Menurut hasil temuan awal dari sebuah tim ilmuwan internasional, yang telah dipublikasikan belum lama ini dalam The Guardian, cadangan masif gas rumah kaca, yang selama ini tersimpan beku jauh di bawah dasar laut, dikhawatirkan saat ini mulai mencair.
Hasil penelitian ini,walaupun belum menjalani tahapan peer reviewed dan dianggap kontroversial oleh banyak kalangan, oleh beberapa ilmuwan iklim dalam artikel The Guardian dianggap sebagai klaim yang tidak berdasar. Dan para ilmuwan lainnya juga sependapat bahwa seharusnya penemuan ini harus menjalani tahapan peer reviewed sebelum dipublikasikan.

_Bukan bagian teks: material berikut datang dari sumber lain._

use crate::authorization::Authorization;
use arc_swap::ArcSwap;
use async_trait::async_trait;
use oreo_core::error::{OreoError, Result};
use oreo_core::method::Method;
use oreo_core::model::{RouterInfo, VerifyData};
use oreo_core::route::check::route_conflict_check;
use oreo_core::route::trie::RouteTrie;
use oreo_core::route::{route_check, RouteData};
use std::collections::HashMap;
use std::sync::{Arc, RwLock};
use std::time::Duration;
use tokio::sync::watch;
use tracing::{info, warn};

/// Capability set of a route store. Selected at construction: the
/// concurrent variant for multi-reader deployments, the singleton variant
/// for single-process ones and tests.
#[async_trait]
pub trait RouteStore: Send + Sync {
    /// Validate, dedup against the persisted catalog, conflict-check the
    /// genuinely new uris, and persist the additions.
    async fn add_route(&self, group: &str, routes: &[RouteData]) -> Result<()>;

    async fn enable_route_data_auth(&self, group: &str, url: &str, method: &str) -> Result<()>;

    async fn disable_route_data_auth(&self, group: &str, url: &str, method: &str) -> Result<()>;

    async fn delete_route_by_method(&self, group: &str, url: &str, method: &str) -> Result<()>;

    async fn delete_route(&self, group: &str, url: &str) -> Result<()>;

    /// Rebuild the in-memory routing table from persistence.
    async fn load_routes_from_db(&self, group: &str) -> Result<()>;

    /// Periodically rebuild until the shutdown signal fires.
    async fn reload_routes_from_db(
        &self,
        group: &str,
        interval: Duration,
        shutdown: watch::Receiver<bool>,
    );

    /// Lock-free on the concurrent variant: resolve a concrete request to
    /// its registered template.
    fn match_route(&self, group: &str, method: &str, url: &str) -> Option<String>;

    /// Emit every registered route through tracing, for diagnostics.
    fn log_all_routes(&self);
}

/// Shared admission pipeline: syntax + method validation, merge against the
/// stored catalog (existing (uri, method) pairs are never overwritten and
/// an existing uri keeps its stored desc), conflict check of the new uris,
/// then batch upsert. Returns what was admitted.
async fn admit_routes(
    auth: &Authorization,
    group: &str,
    routes: &[RouteData],
) -> Result<Vec<RouterInfo>> {
    route_check(routes)?;

    let (db_routes, mut old_urls) = auth.router_get_info_and_urls().await?;

    let mut add_routes: Vec<RouterInfo> = Vec::new();
    let mut add_urls: Vec<String> = Vec::new();

    for route in routes {
        let uri = route.url.trim().to_lowercase();
        let mut info = RouterInfo {
            uri: uri.clone(),
            desc: route.url_desc.clone(),
            group_name: group.to_string(),
            method_map: HashMap::new(),
        };

        if let Some(db_route) = db_routes.iter().find(|r| r.uri == uri) {
            let mut has_new_method = false;
            for m in &route.methods {
                let method = Method::parse(&m.method)?;
                if !db_route.method_map.contains_key(method.bit_str()) {
                    info.method_map.insert(
                        method.bit_str().to_string(),
                        VerifyData {
                            enable: m.enable,
                            method_desc: m.method_desc.clone(),
                        },
                    );
                    has_new_method = true;
                }
            }
            if has_new_method {
                info.desc = db_route.desc.clone();
                add_routes.push(info);
            }
        } else {
            add_urls.push(uri.clone());
            for m in &route.methods {
                let method = Method::parse(&m.method)?;
                info.method_map.insert(
                    method.bit_str().to_string(),
                    VerifyData {
                        enable: m.enable,
                        method_desc: m.method_desc.clone(),
                    },
                );
            }
            add_routes.push(info);
        }
    }

    // only new uris can introduce ambiguity; method additions cannot
    for url in &add_urls {
        if let Some(existing) = route_conflict_check(&old_urls, url) {
            return Err(OreoError::RouteConflict {
                uri: url.clone(),
                existing,
            });
        }
        old_urls.push(url.clone());
    }

    auth.router_upsert_batch(&add_routes).await?;
    Ok(add_routes)
}

async fn build_trie(auth: &Authorization) -> Result<RouteTrie> {
    let routes = auth.router_get_method().await?;

    let mut trie = RouteTrie::new();
    for (uri, methods) in routes {
        for method in methods {
            trie.add(method, &uri);
        }
    }
    Ok(trie)
}

fn parse_toggle_args(url: &str, method: &str) -> Result<(String, Method)> {
    let method = Method::parse(method)?;
    Ok((url.trim().to_lowercase(), method))
}

// ── concurrent variant ──────────────────────────────────────────

/// Lock-free-read route store.
///
/// Writers build a fresh `group → trie` map and publish it with one atomic
/// pointer store (release semantics); readers load the current snapshot
/// and traverse it without locks. The previous generation stays alive only
/// until its in-flight readers drop their guards.
///
/// Catalog mutations here touch persistence only; the reload loop picks
/// them up on its next tick.
pub struct ConcurrentRouteStore {
    routers: ArcSwap<HashMap<String, RouteTrie>>,
    auth: Arc<Authorization>,
}

impl ConcurrentRouteStore {
    pub fn new(auth: Arc<Authorization>) -> Self {
        Self {
            routers: ArcSwap::new(Arc::new(HashMap::new())),
            auth,
        }
    }
}

#[async_trait]
impl RouteStore for ConcurrentRouteStore {
    async fn add_route(&self, group: &str, routes: &[RouteData]) -> Result<()> {
        admit_routes(&self.auth, group, routes).await?;
        Ok(())
    }

    async fn enable_route_data_auth(&self, _group: &str, url: &str, method: &str) -> Result<()> {
        let (url, method) = parse_toggle_args(url, method)?;
        self.auth.router_verify_data(&url, method, true).await
    }

    async fn disable_route_data_auth(&self, _group: &str, url: &str, method: &str) -> Result<()> {
        let (url, method) = parse_toggle_args(url, method)?;
        self.auth.router_verify_data(&url, method, false).await
    }

    async fn delete_route_by_method(&self, _group: &str, url: &str, method: &str) -> Result<()> {
        let (url, method) = parse_toggle_args(url, method)?;
        self.auth.router_del_method(&url, method).await
    }

    async fn delete_route(&self, _group: &str, url: &str) -> Result<()> {
        let url = url.trim().to_lowercase();
        self.auth.router_remove(&url).await
    }

    async fn load_routes_from_db(&self, group: &str) -> Result<()> {
        let trie = build_trie(&self.auth).await?;

        let mut routers = HashMap::new();
        routers.insert(group.to_string(), trie);

        self.routers.store(Arc::new(routers));
        Ok(())
    }

    async fn reload_routes_from_db(
        &self,
        group: &str,
        interval: Duration,
        mut shutdown: watch::Receiver<bool>,
    ) {
        let mut ticker = tokio::time::interval(interval);
        ticker.set_missed_tick_behavior(tokio::time::MissedTickBehavior::Skip);
        // interval fires immediately once; the initial load already ran
        ticker.tick().await;

        loop {
            tokio::select! {
                _ = ticker.tick() => {
                    if let Err(e) = self.load_routes_from_db(group).await {
                        // old generation stays active
                        warn!(error = %e, group = group, "route reload failed");
                    }
                }
                _ = shutdown.changed() => break,
            }
        }

        info!(group = group, "route reload loop stopped");
    }

    fn match_route(&self, group: &str, method: &str, url: &str) -> Option<String> {
        let method = Method::parse(method).ok()?;
        let routers = self.routers.load();
        routers.get(group)?.find(method, url)
    }

    fn log_all_routes(&self) {
        let routers = self.routers.load();
        for (group, trie) in routers.iter() {
            for (method, template) in trie.routes() {
                info!(group = %group, method = %method, template = %template, "route");
            }
        }
    }
}

// ── singleton variant ───────────────────────────────────────────

/// Single-process route store: one routing table behind a RwLock.
/// Additions are inserted into the live trie; deletions rebuild from
/// persistence immediately, so no reload loop is needed.
pub struct SingletonRouteStore {
    routers: RwLock<HashMap<String, RouteTrie>>,
    auth: Arc<Authorization>,
}

impl SingletonRouteStore {
    pub fn new(auth: Arc<Authorization>) -> Self {
        Self {
            routers: RwLock::new(HashMap::new()),
            auth,
        }
    }
}

#[async_trait]
impl RouteStore for SingletonRouteStore {
    async fn add_route(&self, group: &str, routes: &[RouteData]) -> Result<()> {
        let admitted = admit_routes(&self.auth, group, routes).await?;

        let mut routers = self
            .routers
            .write()
            .map_err(|_| OreoError::Internal("route table lock poisoned".into()))?;
        let trie = routers.entry(group.to_string()).or_default();
        for info in &admitted {
            for bit in info.method_map.keys() {
                if let Some(method) = Method::from_bit_str(bit) {
                    trie.add(method, &info.uri);
                }
            }
        }
        Ok(())
    }

    async fn enable_route_data_auth(&self, _group: &str, url: &str, method: &str) -> Result<()> {
        let (url, method) = parse_toggle_args(url, method)?;
        self.auth.router_verify_data(&url, method, true).await
    }

    async fn disable_route_data_auth(&self, _group: &str, url: &str, method: &str) -> Result<()> {
        let (url, method) = parse_toggle_args(url, method)?;
        self.auth.router_verify_data(&url, method, false).await
    }

    async fn delete_route_by_method(&self, group: &str, url: &str, method: &str) -> Result<()> {
        let (url, method) = parse_toggle_args(url, method)?;
        self.auth.router_del_method(&url, method).await?;
        self.load_routes_from_db(group).await
    }

    async fn delete_route(&self, group: &str, url: &str) -> Result<()> {
        let url = url.trim().to_lowercase();
        self.auth.router_remove(&url).await?;
        self.load_routes_from_db(group).await
    }

    async fn load_routes_from_db(&self, group: &str) -> Result<()> {
        let trie = build_trie(&self.auth).await?;

        let mut routers = self
            .routers
            .write()
            .map_err(|_| OreoError::Internal("route table lock poisoned".into()))?;
        routers.insert(group.to_string(), trie);
        Ok(())
    }

    async fn reload_routes_from_db(
        &self,
        _group: &str,
        _interval: Duration,
        _shutdown: watch::Receiver<bool>,
    ) {
        // deletions rebuild eagerly and additions are incremental, so the
        // singleton variant has nothing to refresh
    }

    fn match_route(&self, group: &str, method: &str, url: &str) -> Option<String> {
        let method = Method::parse(method).ok()?;
        let routers = self.routers.read().ok()?;
        routers.get(group)?.find(method, url)
    }

    fn log_all_routes(&self) {
        let Ok(routers) = self.routers.read() else {
            return;
        };
        for (group, trie) in routers.iter() {
            for (method, template) in trie.routes() {
                info!(group = %group, method = %method, template = %template, "route");
            }
        }
    }
}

Tetapi menurut para ilmuwan yang meneliti tentang deposit rumah kaca yang disebut juga dengan gas metana hidrat, terlihat lebih mendukung klaim penemuan tersebut dibandingkan dengan para ilmuwan iklim, dan mereka sependapat bahwa ada kemungkinan serius yang seharusnya mulai dikhawatirkan dari sekarang.
Walaupun dianggap kontroversial, anggaplah bahwa penemuan terbaru ini menang benar-benar terjadi, bahwa gas metana yang membeku di dasar laut benar-benar telah mencair yang lepas ke udara. Apa artinya semua itu?
Metana bukanlah gas yang umumnya ada di atmosfer Bumi seperti karbondioksida, tetapi di dalam gas ini juga terkandung karbon dan berpotensi menjadi gas rumah kaca. Banyak dari kita yang pernah mendengar gas metana yang tersimpan di dalam ibun abadi (permafrost)di Arktik, tetapi masih sedikit orang yang menyadari bahwa gas ini tersimpan dalam jumlah masif dan terdapat deposit yang lebih besar jauh di bawah dasar laut.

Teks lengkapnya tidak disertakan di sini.